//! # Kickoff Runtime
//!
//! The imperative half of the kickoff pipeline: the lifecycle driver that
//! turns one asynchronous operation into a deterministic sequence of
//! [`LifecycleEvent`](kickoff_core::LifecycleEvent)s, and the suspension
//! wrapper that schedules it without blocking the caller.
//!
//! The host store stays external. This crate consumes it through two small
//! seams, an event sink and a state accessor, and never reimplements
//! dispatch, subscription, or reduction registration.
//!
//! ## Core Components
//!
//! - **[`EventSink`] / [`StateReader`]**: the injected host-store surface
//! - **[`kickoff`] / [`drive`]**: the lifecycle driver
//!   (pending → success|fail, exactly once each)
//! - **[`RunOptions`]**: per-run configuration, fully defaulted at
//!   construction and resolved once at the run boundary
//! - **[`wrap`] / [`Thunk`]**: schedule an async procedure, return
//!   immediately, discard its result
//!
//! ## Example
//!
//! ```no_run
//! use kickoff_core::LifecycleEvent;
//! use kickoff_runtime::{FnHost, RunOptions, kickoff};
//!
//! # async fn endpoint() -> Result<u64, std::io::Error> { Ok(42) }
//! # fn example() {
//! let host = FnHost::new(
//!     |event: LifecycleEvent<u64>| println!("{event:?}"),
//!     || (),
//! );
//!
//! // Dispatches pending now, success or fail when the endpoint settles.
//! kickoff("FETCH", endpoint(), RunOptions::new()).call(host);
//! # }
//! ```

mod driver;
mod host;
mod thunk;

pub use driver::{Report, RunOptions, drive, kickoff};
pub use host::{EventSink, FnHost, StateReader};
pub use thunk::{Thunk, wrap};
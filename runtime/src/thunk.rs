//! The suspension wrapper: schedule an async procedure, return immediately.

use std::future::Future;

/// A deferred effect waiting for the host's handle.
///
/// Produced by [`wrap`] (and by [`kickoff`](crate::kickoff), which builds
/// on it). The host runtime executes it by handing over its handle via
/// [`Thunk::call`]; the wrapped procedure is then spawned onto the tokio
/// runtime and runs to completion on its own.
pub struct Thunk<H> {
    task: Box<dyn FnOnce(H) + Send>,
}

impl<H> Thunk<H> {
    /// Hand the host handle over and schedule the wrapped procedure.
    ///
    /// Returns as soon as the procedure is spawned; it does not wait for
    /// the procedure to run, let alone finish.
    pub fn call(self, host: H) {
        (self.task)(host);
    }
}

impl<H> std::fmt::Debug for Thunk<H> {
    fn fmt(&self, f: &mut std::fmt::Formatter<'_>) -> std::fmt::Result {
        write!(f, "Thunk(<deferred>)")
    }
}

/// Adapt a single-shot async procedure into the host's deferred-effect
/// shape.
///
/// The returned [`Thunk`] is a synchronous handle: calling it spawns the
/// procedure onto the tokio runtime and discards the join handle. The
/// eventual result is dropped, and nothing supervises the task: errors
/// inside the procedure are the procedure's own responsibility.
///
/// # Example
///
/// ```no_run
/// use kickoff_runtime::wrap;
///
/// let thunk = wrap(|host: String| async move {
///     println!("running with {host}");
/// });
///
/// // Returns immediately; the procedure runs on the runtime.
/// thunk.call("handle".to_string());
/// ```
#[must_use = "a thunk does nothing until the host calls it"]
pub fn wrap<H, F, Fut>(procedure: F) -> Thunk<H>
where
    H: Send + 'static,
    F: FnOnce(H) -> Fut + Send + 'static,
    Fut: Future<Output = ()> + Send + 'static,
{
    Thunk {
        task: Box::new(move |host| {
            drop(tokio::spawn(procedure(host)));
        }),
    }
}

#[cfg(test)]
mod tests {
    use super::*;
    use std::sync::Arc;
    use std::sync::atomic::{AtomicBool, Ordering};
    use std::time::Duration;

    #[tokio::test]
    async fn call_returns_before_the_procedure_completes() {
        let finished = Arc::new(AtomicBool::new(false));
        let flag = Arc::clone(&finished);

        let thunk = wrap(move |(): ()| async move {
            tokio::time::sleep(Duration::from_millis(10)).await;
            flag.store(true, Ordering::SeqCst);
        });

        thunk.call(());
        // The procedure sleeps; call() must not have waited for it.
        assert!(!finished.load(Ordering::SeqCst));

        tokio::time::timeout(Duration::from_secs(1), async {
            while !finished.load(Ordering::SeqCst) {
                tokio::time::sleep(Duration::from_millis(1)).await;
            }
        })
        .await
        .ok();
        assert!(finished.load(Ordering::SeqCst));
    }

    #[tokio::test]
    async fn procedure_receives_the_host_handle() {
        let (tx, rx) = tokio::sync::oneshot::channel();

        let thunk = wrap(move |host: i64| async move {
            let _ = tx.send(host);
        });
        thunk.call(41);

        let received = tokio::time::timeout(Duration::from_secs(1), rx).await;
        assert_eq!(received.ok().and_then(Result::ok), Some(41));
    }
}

※ ※ ※

#### [What you have to do]
Out of the entries, report each line that contains the word "wrapped".

#### [Task result]
/// [`Thunk::call`]; the wrapped procedure is then spawned onto the tokio
    /// Hand the host handle over and schedule the wrapped procedure.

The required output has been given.